Là elle dépassait les bornes. Je ne me suis jamais immiscée dans sa vie sentimentale, moi. Et puis qu’est-ce qu’elle savait de moi pour tout à coup jouer les entremetteuses ? Refus inconditionnel de ma part face à l’outrage subi : « Non ! Occupe-toi de tes affaires. Tu es déjà assez incontrôlable en temps normal, alors si en plus tu commences à jouer avec mes sentiments, je ne veux pas savoir de quoi tu es capable. »
Boudeuse un moment, elle laissa son rire naturel prendre le dessus jusqu’à me faire oublier mes pensées noires. Sa joie contagieuse réchauffait mon cœur et bientôt ses embrassades envahissantes réveillaient d’anciens souvenirs bien enfouis. À force de fuir la gentillesse des autres, je ne savais plus comment exprimer la mienne. Cette fois, heureusement, mes gestes s’étaient faits plus éloquents que les mots. Technique d’étranglement à mon tour :
« Tu sais que tu es vraiment une peste ?
— Tu parles ! Tu t’es vue, toi ? répliqua-t-elle narquoise.
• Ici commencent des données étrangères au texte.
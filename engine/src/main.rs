use std::path::{Path, PathBuf};
use std::sync::Arc;

use anyhow::Context;
use clap::{Parser, Subcommand};
use tandem_observability::{
    canonical_logs_dir_from_root, emit_event, init_process_logging, ObservabilityEvent, ProcessKind,
};
use tandem_orchestrator::{
    ArtifactStore, ConfigLoader, EnvSecretStore, OrchestratorError, RunRegistry, RunSnapshot,
    RunStatus, ScriptedGenerator,
};
use tokio::sync::broadcast::error::RecvError;
use tracing::{info, warn};

#[derive(Parser, Debug)]
#[command(name = "tandem-orch")]
#[command(about = "Plan, approve and execute multi-agent runs against a local workspace")]
struct Cli {
    /// Where run artifacts and logs are kept (defaults to `<workspace>/.tandem/orchestrator`)
    #[arg(long, global = true)]
    state_dir: Option<String>,
    #[command(subcommand)]
    command: Command,
}

#[derive(Subcommand, Debug)]
enum Command {
    /// Plan a run and optionally approve and execute it
    Run {
        objective: String,
        #[arg(long, default_value = ".")]
        workspace: String,
        /// JSON file of canned responses per agent role
        #[arg(long)]
        script: String,
        /// JSON or YAML config file
        #[arg(long)]
        config: Option<String>,
        /// Approve the plan and every staged write as soon as they are ready
        #[arg(long, default_value_t = false)]
        approve: bool,
        #[arg(long, default_value_t = false)]
        json: bool,
    },
    List,
    Show {
        run_id: String,
        #[arg(long, default_value_t = false)]
        json: bool,
    },
    Events {
        run_id: String,
    },
    Delete {
        run_id: String,
    },
}

#[tokio::main]
async fn main() -> anyhow::Result<()> {
    let cli = Cli::parse();

    let workspace_hint = match &cli.command {
        Command::Run { workspace, .. } => PathBuf::from(workspace),
        _ => PathBuf::from("."),
    };
    let state_dir = resolve_state_dir(cli.state_dir.clone(), &workspace_hint);
    let logs_dir = canonical_logs_dir_from_root(&state_dir);
    let console = !matches!(
        cli.command,
        Command::Run { json: true, .. } | Command::Show { json: true, .. } | Command::Events { .. }
    );
    let (_log_guard, log_info) = init_process_logging(ProcessKind::Cli, &logs_dir, 14, console)?;
    emit_event(
        tracing::Level::INFO,
        ProcessKind::Cli,
        ObservabilityEvent {
            event: "logging.initialized",
            component: "cli.main",
            status: Some("ok"),
            detail: Some("cli jsonl logging initialized"),
            ..Default::default()
        },
    );
    info!("cli logging initialized: {:?}", log_info);

    let store = Arc::new(
        ArtifactStore::new(&state_dir)
            .with_context(|| format!("opening state dir {}", state_dir.display()))?,
    );

    match cli.command {
        Command::Run {
            objective,
            workspace,
            script,
            config,
            approve,
            json,
        } => {
            let generator = ScriptedGenerator::from_file(Path::new(&script))
                .with_context(|| format!("loading scripted responses from {}", script))?;
            let config = load_config(config.as_deref())?;
            let registry = RunRegistry::new(store, Arc::new(generator), Arc::new(EnvSecretStore))
                .with_defaults(config)
                .with_process_kind(ProcessKind::Cli);

            let workspace = std::fs::canonicalize(&workspace)
                .with_context(|| format!("workspace {} does not exist", workspace))?;
            let run_id = registry.create_run(objective, workspace, None).await?;
            registry.start(&run_id).await?;

            if approve && registry.snapshot(&run_id).await?.status == RunStatus::AwaitingApproval {
                let review = registry.plan_review(&run_id).await?;
                let mut events = registry.subscribe(&run_id).await?;
                let driving = registry.approve_plan(&run_id, &review);
                tokio::pin!(driving);
                loop {
                    tokio::select! {
                        result = &mut driving => {
                            result?;
                            break;
                        }
                        event = events.recv() => match event {
                            Ok(record) if record.event_type == "task.awaiting_approval" => {
                                approve_staged(&registry, &run_id).await?;
                            }
                            Ok(_) => {}
                            Err(RecvError::Lagged(_)) => approve_staged(&registry, &run_id).await?,
                            Err(RecvError::Closed) => {
                                (&mut driving).await?;
                                break;
                            }
                        }
                    }
                }
            } else if !approve && !json {
                let review = registry.plan_review(&run_id).await?;
                println!("{}", review.content);
                println!("Plan hash: {}", review.content_hash);
            }

            print_snapshot(&registry.snapshot(&run_id).await?, json)?;
        }
        Command::List => {
            for run in store.list_runs()? {
                println!(
                    "{}  {:<18}  {}  {}",
                    run.run_id,
                    run.status.as_str(),
                    run.created_at.format("%Y-%m-%d %H:%M"),
                    run.objective
                );
            }
        }
        Command::Show { run_id, json } => {
            ArtifactStore::validate_run_id(&run_id)?;
            if !store.run_exists(&run_id) {
                anyhow::bail!("run {} not found", run_id);
            }
            let run = store.recover_run(&run_id)?;
            print_snapshot(&run.to_snapshot(), json)?;
        }
        Command::Events { run_id } => {
            ArtifactStore::validate_run_id(&run_id)?;
            if !store.run_exists(&run_id) {
                anyhow::bail!("run {} not found", run_id);
            }
            for record in store.load_events(&run_id)? {
                println!("{}", serde_json::to_string(&record)?);
            }
        }
        Command::Delete { run_id } => {
            ArtifactStore::validate_run_id(&run_id)?;
            if !store.run_exists(&run_id) {
                anyhow::bail!("run {} not found", run_id);
            }
            store.delete_run(&run_id)?;
            println!("Deleted {}", run_id);
        }
    }

    Ok(())
}

/// Approve and apply whatever is staged. Retries when another write lands
/// between listing and approval.
async fn approve_staged(registry: &RunRegistry, run_id: &str) -> anyhow::Result<()> {
    loop {
        let ids: Vec<String> = registry
            .list_staged(run_id)
            .await?
            .into_iter()
            .map(|op| op.id)
            .collect();
        if ids.is_empty() {
            return Ok(());
        }
        let record = match registry.approve_batch(run_id, &ids).await {
            Ok(record) => record,
            Err(OrchestratorError::ApprovalDrift(reason)) => {
                warn!(run_id, %reason, "staged set changed, approving again");
                continue;
            }
            Err(err) => return Err(err.into()),
        };
        match registry.execute_approved_batch(run_id, &record).await {
            Ok(outcome) => {
                info!(
                    run_id,
                    approval_id = %outcome.approval_id,
                    operations = outcome.results.len(),
                    "applied staged writes"
                );
                return Ok(());
            }
            Err(OrchestratorError::ApprovalDrift(reason)) => {
                warn!(run_id, %reason, "staged set changed before execution, approving again");
            }
            Err(err) => return Err(err.into()),
        }
    }
}

fn load_config(path: Option<&str>) -> anyhow::Result<tandem_orchestrator::OrchestratorConfig> {
    let mut loader = ConfigLoader::new();
    if let Some(path) = path {
        loader = loader
            .with_file(Path::new(path))
            .with_context(|| format!("reading config {}", path))?;
    }
    Ok(loader.with_env().load()?)
}

fn resolve_state_dir(flag: Option<String>, workspace: &Path) -> PathBuf {
    if let Some(dir) = flag {
        return PathBuf::from(dir);
    }
    if let Ok(dir) = std::env::var("TANDEM_ORCH_STATE_DIR") {
        if !dir.trim().is_empty() {
            return PathBuf::from(dir);
        }
    }
    workspace
        .join(tandem_orchestrator::store::ARTIFACT_DIR_NAME)
        .join("orchestrator")
}

fn print_snapshot(snapshot: &RunSnapshot, json: bool) -> anyhow::Result<()> {
    if json {
        println!("{}", serde_json::to_string_pretty(snapshot)?);
        return Ok(());
    }
    println!("Run {} [{}]", snapshot.run_id, snapshot.status.as_str());
    println!("Objective: {}", snapshot.objective);
    if let Some(err) = &snapshot.error_message {
        println!("Reason: {}", err);
    }
    for task in &snapshot.tasks {
        println!("  {:<10} {:?}  {}", task.id, task.state, task.title);
    }
    let budget = &snapshot.budget;
    println!(
        "Tokens: {}/{}  Iterations: {}/{}  Subagent runs: {}/{}",
        budget.tokens_used,
        budget.max_tokens,
        budget.iterations_used,
        budget.max_iterations,
        budget.subagent_runs_used,
        budget.max_subagent_runs
    );
    Ok(())
}
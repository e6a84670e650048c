//! Experience Store: append-only experience log
//!
//! Bounded FIFO buffer of experiences with an id index. When a capacity is
//! configured the oldest entry is evicted before a new one is appended.

use crate::memory::types::{Experience, ExperienceId};
use std::collections::{HashMap, VecDeque};

/// Default maximum number of stored experiences
pub const DEFAULT_MAX_EXPERIENCES: usize = 10_000;

/// Append-only experience log
#[derive(Debug)]
pub struct ExperienceStore {
    /// Log in recording order (oldest first)
    experiences: VecDeque<Experience>,
    /// Sequence number of each id currently held in the log
    index: HashMap<ExperienceId, u64>,
    /// Retention cap, `None` for unbounded
    capacity: Option<usize>,
    /// Every experience ever appended
    total_recorded: u64,
    /// Experiences dropped by retention
    evicted: u64,
}

impl ExperienceStore {
    /// Create a store with the given retention cap
    pub fn new(capacity: Option<usize>) -> Self {
        let initial = capacity.unwrap_or(0).min(1024);
        Self {
            experiences: VecDeque::with_capacity(initial),
            index: HashMap::with_capacity(initial),
            capacity,
            total_recorded: 0,
            evicted: 0,
        }
    }

    /// Append an experience, returning the evicted entry if the log was full
    /// Complexity: O(1)
    pub fn append(&mut self, experience: Experience) -> Option<Experience> {
        let evicted = match self.capacity {
            Some(cap) if self.experiences.len() >= cap => {
                let old = self.experiences.pop_front();
                if let Some(old) = &old {
                    self.index.remove(&old.id);
                    self.evicted += 1;
                }
                old
            }
            _ => None,
        };

        self.index.insert(experience.id, self.total_recorded);
        self.experiences.push_back(experience);
        self.total_recorded += 1;

        evicted
    }

    /// Look up a stored experience
    /// Complexity: O(1)
    pub fn get(&self, id: &ExperienceId) -> Option<&Experience> {
        // Evictions only pop the front, so position = sequence - evicted
        let sequence = *self.index.get(id)?;
        let position = usize::try_from(sequence.checked_sub(self.evicted)?).ok()?;
        self.experiences.get(position)
    }

    /// Most recent experiences, oldest first
    pub fn recent(&self, limit: usize) -> Vec<Experience> {
        let start = self.experiences.len().saturating_sub(limit);
        self.experiences.iter().skip(start).cloned().collect()
    }

    pub fn iter(&self) -> impl Iterator<Item = &Experience> {
        self.experiences.iter()
    }

    pub fn len(&self) -> usize {
        self.experiences.len()
    }

    pub fn is_empty(&self) -> bool {
        self.experiences.is_empty()
    }

    pub fn capacity(&self) -> Option<usize> {
        self.capacity
    }

    pub fn total_recorded(&self) -> u64 {
        self.total_recorded
    }

    pub fn evicted(&self) -> u64 {
        self.evicted
    }

    /// Drop everything, counters included
    pub fn clear(&mut self) {
        self.experiences.clear();
        self.index.clear();
        self.total_recorded = 0;
        self.evicted = 0;
    }
}

impl Default for ExperienceStore {
    fn default() -> Self {
        Self::new(Some(DEFAULT_MAX_EXPERIENCES))
    }
}

#[cfg(test)]
mod tests {
    use super::*;
    use crate::memory::types::{Context, Decision, NewExperience, Outcome};

    fn experience(task: &str) -> Experience {
        Experience::stamp(NewExperience::new(
            Context::new(task, 4),
            Decision::new("monolith"),
            Outcome::new(true, 80.0, 100.0),
        ))
    }

    #[test]
    fn test_append_and_lookup() {
        let mut store = ExperienceStore::new(None);
        let exp = experience("a");
        let id = exp.id;

        assert!(store.append(exp).is_none());
        assert_eq!(store.len(), 1);
        assert_eq!(store.get(&id).map(|e| e.context.task.as_str()), Some("a"));
    }

    #[test]
    fn test_fifo_eviction() {
        let mut store = ExperienceStore::new(Some(2));
        let first = experience("first");
        let first_id = first.id;
        store.append(first);
        store.append(experience("second"));

        let evicted = store.append(experience("third")).expect("oldest evicted");
        assert_eq!(evicted.id, first_id);
        assert_eq!(store.len(), 2);
        assert_eq!(store.total_recorded(), 3);
        assert_eq!(store.evicted(), 1);
        assert!(store.get(&first_id).is_none());

        let tasks: Vec<_> = store.iter().map(|e| e.context.task.clone()).collect();
        assert_eq!(tasks, vec!["second", "third"]);
    }

    #[test]
    fn test_lookup_after_repeated_eviction() {
        let mut store = ExperienceStore::new(Some(3));
        let mut ids = Vec::new();
        for task in ["a", "b", "c", "d", "e", "f", "g"] {
            let exp = experience(task);
            ids.push((exp.id, task));
            store.append(exp);
        }

        for (id, task) in &ids[..4] {
            assert!(store.get(id).is_none(), "{} should have been evicted", task);
        }
        for (id, task) in &ids[4..] {
            assert_eq!(store.get(id).map(|e| e.context.task.as_str()), Some(*task));
        }

        store.clear();
        assert!(store.get(&ids[6].0).is_none());
    }

    #[test]
    fn test_recent_returns_tail_in_order() {
        let mut store = ExperienceStore::default();
        for task in ["a", "b", "c", "d"] {
            store.append(experience(task));
        }

        let recent: Vec<_> = store.recent(2).into_iter().map(|e| e.context.task).collect();
        assert_eq!(recent, vec!["c", "d"]);
        assert_eq!(store.recent(10).len(), 4);
    }

    #[test]
    fn test_clear_resets_counters() {
        let mut store = ExperienceStore::new(Some(1));
        store.append(experience("a"));
        store.append(experience("b"));
        store.clear();

        assert!(store.is_empty());
        assert_eq!(store.total_recorded(), 0);
        assert_eq!(store.evicted(), 0);
    }
}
— Je ne saute pas à la gorge des gens, moi.
— Alors qu’est-ce que tu es en train de faire, là ?
— Je te rends la monnaie de ta pièce. »
Rien de productif n’est sorti de cette bagarre amicale qui s’est poursuivie toute la journée jusque tard dans la nuit avec les habitudes festives de mon amie. Se plonger dans les boissons, oublier les tracas, se laisser guider par ses envies, s’amuser. Comme il était attrayant de balayer ses pensées d’un revers de la main. Ce que j’avais apparemment fait plus que de raison comme le montrait la preuve cachée dans mon téléphone.